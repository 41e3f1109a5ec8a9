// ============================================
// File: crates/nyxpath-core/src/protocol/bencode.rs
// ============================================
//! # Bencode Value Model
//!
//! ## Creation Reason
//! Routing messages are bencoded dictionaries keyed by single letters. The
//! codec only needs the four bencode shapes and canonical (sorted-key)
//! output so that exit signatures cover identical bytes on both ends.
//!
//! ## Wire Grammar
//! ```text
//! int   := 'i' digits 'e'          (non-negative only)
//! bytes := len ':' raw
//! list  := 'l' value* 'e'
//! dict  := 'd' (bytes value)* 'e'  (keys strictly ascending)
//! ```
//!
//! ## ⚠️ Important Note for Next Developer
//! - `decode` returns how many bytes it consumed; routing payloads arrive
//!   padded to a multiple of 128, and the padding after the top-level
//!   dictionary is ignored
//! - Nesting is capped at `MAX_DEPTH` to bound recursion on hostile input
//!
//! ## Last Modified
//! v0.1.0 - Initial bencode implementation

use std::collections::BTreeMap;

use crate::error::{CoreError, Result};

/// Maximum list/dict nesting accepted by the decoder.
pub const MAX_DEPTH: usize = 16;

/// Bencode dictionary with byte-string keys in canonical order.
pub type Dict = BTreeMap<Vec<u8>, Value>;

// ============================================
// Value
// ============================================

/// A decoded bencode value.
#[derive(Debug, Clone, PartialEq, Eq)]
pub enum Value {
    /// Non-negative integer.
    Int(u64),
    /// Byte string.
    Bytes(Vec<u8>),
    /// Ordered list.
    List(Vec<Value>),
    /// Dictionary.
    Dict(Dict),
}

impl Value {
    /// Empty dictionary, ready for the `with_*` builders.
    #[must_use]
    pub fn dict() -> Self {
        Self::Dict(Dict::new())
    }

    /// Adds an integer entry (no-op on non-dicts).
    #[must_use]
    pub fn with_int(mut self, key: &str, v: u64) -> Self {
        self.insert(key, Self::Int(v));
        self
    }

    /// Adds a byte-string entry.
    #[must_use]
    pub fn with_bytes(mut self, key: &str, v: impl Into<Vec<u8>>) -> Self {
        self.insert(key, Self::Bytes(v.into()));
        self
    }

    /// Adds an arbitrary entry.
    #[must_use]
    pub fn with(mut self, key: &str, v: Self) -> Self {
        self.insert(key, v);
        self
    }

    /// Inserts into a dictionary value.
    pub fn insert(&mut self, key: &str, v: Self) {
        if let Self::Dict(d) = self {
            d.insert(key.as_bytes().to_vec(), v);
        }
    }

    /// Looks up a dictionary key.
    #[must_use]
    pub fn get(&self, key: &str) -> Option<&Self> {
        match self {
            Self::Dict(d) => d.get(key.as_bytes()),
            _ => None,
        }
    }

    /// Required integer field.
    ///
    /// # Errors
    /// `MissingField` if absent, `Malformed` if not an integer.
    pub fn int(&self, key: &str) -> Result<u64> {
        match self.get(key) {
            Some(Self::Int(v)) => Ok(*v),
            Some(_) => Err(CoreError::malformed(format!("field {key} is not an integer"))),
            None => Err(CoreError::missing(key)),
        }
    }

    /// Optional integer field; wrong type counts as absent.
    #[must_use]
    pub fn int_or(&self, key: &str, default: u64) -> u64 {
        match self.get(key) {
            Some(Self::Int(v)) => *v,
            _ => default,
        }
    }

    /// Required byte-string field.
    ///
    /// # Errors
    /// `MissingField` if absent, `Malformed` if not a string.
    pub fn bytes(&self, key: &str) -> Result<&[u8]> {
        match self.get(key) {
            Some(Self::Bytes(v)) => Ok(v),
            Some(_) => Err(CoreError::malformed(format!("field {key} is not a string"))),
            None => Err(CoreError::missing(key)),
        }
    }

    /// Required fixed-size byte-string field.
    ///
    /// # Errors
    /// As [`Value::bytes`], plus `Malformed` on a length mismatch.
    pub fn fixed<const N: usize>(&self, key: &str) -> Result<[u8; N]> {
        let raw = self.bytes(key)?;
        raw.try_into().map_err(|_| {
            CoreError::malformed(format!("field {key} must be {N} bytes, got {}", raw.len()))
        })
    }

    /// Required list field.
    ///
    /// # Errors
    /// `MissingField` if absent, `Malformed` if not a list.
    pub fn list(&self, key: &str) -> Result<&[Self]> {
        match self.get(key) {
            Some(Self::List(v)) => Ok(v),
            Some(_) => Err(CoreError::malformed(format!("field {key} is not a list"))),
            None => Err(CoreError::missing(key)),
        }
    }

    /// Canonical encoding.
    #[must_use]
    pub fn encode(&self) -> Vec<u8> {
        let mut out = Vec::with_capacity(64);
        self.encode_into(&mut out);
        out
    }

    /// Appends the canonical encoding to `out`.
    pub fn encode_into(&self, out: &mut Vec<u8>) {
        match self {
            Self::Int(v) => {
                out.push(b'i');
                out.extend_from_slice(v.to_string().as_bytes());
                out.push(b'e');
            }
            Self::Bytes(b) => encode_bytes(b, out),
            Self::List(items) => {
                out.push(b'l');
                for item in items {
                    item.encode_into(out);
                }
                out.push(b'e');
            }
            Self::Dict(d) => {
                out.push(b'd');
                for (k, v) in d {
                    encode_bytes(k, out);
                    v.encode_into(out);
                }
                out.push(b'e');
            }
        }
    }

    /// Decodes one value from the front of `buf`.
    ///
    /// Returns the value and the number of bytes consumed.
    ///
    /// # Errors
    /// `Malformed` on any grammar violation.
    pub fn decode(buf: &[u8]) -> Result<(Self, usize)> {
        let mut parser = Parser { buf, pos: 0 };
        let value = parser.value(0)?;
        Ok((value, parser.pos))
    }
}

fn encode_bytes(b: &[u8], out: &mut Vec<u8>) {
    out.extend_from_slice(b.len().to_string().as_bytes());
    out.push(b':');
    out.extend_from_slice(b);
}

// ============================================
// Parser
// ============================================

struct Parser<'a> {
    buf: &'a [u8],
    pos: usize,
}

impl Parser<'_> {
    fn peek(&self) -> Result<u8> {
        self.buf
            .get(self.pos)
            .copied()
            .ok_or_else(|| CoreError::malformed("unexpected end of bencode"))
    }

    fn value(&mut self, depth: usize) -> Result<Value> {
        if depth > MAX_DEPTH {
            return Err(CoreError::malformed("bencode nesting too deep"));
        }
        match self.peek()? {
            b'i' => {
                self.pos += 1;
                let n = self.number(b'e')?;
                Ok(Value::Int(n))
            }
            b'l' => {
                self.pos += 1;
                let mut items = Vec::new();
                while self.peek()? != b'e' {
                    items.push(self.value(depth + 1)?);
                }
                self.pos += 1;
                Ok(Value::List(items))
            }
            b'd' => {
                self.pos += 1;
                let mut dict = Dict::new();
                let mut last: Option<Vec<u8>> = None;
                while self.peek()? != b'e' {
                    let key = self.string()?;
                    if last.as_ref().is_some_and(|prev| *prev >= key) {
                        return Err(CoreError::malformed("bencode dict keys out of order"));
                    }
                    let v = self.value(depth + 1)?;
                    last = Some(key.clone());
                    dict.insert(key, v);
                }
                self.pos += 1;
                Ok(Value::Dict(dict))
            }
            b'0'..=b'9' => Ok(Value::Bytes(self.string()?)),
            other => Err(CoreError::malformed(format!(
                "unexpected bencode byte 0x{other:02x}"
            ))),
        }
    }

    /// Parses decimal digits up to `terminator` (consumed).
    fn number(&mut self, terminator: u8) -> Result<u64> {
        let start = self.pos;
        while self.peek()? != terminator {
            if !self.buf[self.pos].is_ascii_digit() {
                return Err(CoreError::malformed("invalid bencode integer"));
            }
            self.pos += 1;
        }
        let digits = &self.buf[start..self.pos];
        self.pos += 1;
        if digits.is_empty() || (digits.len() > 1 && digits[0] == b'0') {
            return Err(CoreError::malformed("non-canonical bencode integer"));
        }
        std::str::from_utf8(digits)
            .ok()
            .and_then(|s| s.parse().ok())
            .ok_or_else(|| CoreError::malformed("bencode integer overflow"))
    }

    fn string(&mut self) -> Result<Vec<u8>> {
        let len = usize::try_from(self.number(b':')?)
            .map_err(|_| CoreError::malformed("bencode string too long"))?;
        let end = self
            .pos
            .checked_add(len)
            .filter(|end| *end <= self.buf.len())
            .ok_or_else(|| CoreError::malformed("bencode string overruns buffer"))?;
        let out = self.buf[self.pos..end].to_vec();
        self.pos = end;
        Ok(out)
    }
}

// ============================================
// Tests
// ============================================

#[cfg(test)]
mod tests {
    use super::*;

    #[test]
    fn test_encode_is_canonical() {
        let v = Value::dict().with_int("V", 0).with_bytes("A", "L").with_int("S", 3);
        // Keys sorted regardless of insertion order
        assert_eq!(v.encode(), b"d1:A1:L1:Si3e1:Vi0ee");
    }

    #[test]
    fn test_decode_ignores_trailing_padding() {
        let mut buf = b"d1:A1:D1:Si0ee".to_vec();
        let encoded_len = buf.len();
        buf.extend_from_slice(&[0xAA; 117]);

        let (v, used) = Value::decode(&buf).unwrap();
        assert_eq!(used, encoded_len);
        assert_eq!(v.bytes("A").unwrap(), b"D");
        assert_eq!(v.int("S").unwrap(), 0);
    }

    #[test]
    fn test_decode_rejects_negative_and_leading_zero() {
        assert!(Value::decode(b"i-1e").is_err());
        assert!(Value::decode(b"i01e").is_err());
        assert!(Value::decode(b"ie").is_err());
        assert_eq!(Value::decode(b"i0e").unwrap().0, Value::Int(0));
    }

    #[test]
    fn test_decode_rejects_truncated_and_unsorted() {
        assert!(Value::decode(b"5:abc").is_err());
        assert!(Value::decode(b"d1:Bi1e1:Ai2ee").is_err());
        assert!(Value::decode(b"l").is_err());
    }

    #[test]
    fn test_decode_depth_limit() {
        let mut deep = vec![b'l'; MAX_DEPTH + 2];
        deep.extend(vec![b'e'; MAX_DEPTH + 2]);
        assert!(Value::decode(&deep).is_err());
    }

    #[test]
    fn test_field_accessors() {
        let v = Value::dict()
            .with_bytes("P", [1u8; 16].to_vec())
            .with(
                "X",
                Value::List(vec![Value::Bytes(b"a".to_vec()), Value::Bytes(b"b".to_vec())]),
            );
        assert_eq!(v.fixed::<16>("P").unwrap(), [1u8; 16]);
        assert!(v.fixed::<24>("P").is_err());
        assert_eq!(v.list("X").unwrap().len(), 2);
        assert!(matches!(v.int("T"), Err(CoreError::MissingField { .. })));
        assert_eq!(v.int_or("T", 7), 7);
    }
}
________________________
» Task prompt: Across the listing above, how many lines include the word "Required"? Answer with only the number.

» Task response: 4